Trois raisons militent en faveur de l’article 15. Si les deux premières ne vous convaincront sans doute pas, mes chers collègues, vous serez peut-être sensibles à la dernière.
Le premier argument est technique : il est très difficile de mettre en œuvre cette taxe. J’ai entre les mains les conclusions du référé de la Cour des comptes adressé le 19 juin 2017 au ministre : elles attestent qu’il est quasi impossible de la faire fonctionner – je vous renvoie à ce texte.
Le deuxième argument est politique. La suppression de l’article 15 pénaliserait la place de Paris. Cette taxe a été mise en place dans le cadre de la loi de finances initiale pour 2017. Nous la supprimons dans le projet de loi de finances initiale pour 2018, ce qui correspond à la recommandation que j’ai émise dans le rapport d’information sur la compétitivité des places financières après le Brexit.
Nous devons nous comparer aux autres places, notamment la place allemande. L’attractivité de la place de Paris, y compris en matière de taxes et de transactions, constitue bien évidemment l’un des éléments de la compétitivité. Aujourd’hui, avec l’installation de l’Autorité bancaire européenne en France, Paris a une petite chance supplémentaire d’obtenir le déplacement d’un certain nombre d’établissements et d’emplois qui leur sont liés. Il ne faut pas adresser de signaux négatifs au nombre desquels on peut ranger l’extension de cette taxe.
Le troisième argument est susceptible de vous convaincre. Chaque fois que l’on a étendu la taxe, on a constaté une diminution de l’assiette, voire sa disparition à terme. Il n’est qu’à regarder les chiffres ! Le rendement initialement prévu oscillait entre 1, 5 et 1, 6 milliard d’euros. L’extension en 2012 de cette taxe a ramené son rendement à 947 millions d’euros. Elle a entraîné automatiquement une réduction de 10 % du volume des transactions. C’est le but, me rétorquerez-vous peut-être. Reste que le volume ne disparaît pas pour autant : les transactions se font non plus à Paris, mais à l’étranger.

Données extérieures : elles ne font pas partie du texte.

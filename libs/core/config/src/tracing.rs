use crate::Environment;
use tracing::{debug, info};
use tracing_subscriber::{prelude::*, EnvFilter};

/// Install color-eyre with a project-standard configuration.
///
/// Call this early in the main() before any fallible operations to ensure
/// colored error output. Safe to call multiple times.
///
/// Configuration:
/// - Shows file:line where errors occur
/// - Hides environment variables (less noise)
pub fn install_color_eyre() {
    let _ = color_eyre::config::HookBuilder::default()
        .display_location_section(true)
        .display_env_section(false)
        .install();
}

/// Initialize tracing with environment-aware configuration and error span capture.
///
/// - **Production** (`APP_ENV=production`):
///   - JSON format (for log aggregation tools like ELK, Datadog, CloudWatch)
///   - Hides module targets for cleaner logs
///
/// - **Development** (default):
///   - Pretty-printed format (human-readable)
///
/// Both setups include `tracing_error::ErrorLayer` so span traces are
/// captured when errors occur.
///
/// Environment variables:
/// - `APP_ENV`: Set to "production" for JSON logs (default: "development")
/// - `RUST_LOG`: Override log levels (e.g., "debug", "waters_api=trace")
///
/// Safe to call multiple times: if a subscriber is already installed the
/// call is a no-op (common in tests).
pub fn init_tracing(environment: &Environment) {
    let is_production = environment.is_production();

    let filter = EnvFilter::try_from_default_env().unwrap_or_else(|_| {
        if is_production {
            EnvFilter::new("info,tower_http=info")
        } else {
            EnvFilter::new("debug,tower_http=debug")
        }
    });

    let result = if is_production {
        tracing_subscriber::registry()
            .with(
                tracing_subscriber::fmt::layer()
                    .json()
                    .with_target(false)
                    .flatten_event(true),
            )
            .with(tracing_error::ErrorLayer::default())
            .with(filter)
            .try_init()
    } else {
        tracing_subscriber::registry()
            .with(
                tracing_subscriber::fmt::layer()
                    .with_target(false)
                    .with_file(false)
                    .with_line_number(false)
                    .pretty(),
            )
            .with(tracing_error::ErrorLayer::default())
            .with(filter)
            .try_init()
    };

    match result {
        Ok(_) => {
            info!(
                "Tracing initialized with ErrorLayer. Environment: {:?}",
                environment
            );
        }
        Err(_) => {
            debug!("Tracing already initialized, skipping re-initialization");
        }
    }
}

Selon l’Autorité des marchés financiers, l’extension de la taxe aux transactions intrajournalières se traduirait par une diminution de 54 % des volumes traités à Paris. Cela revient à une autodestruction de la base. C’est peut-être ce que vous cherchez. En matière de transactions, l’imagination est au pouvoir, nous le savons bien ! Éric Bocquet en conviendra, puisque nous avons tous deux rencontré des universitaires éminents qui nous ont expliqué ces mécanismes extrêmement compliqués. Il ne faut pas se faire d’illusions : les transactions continueront à exister, mais elles se feront en dehors de la place de Paris, avec toutes les conséquences que cela entraîne en matière d’emplois et de fiscalité. Le risque est là.
Pour toutes ces raisons, la commission demande le retrait de ces amendements ; à défaut, elle émettra un avis défavorable.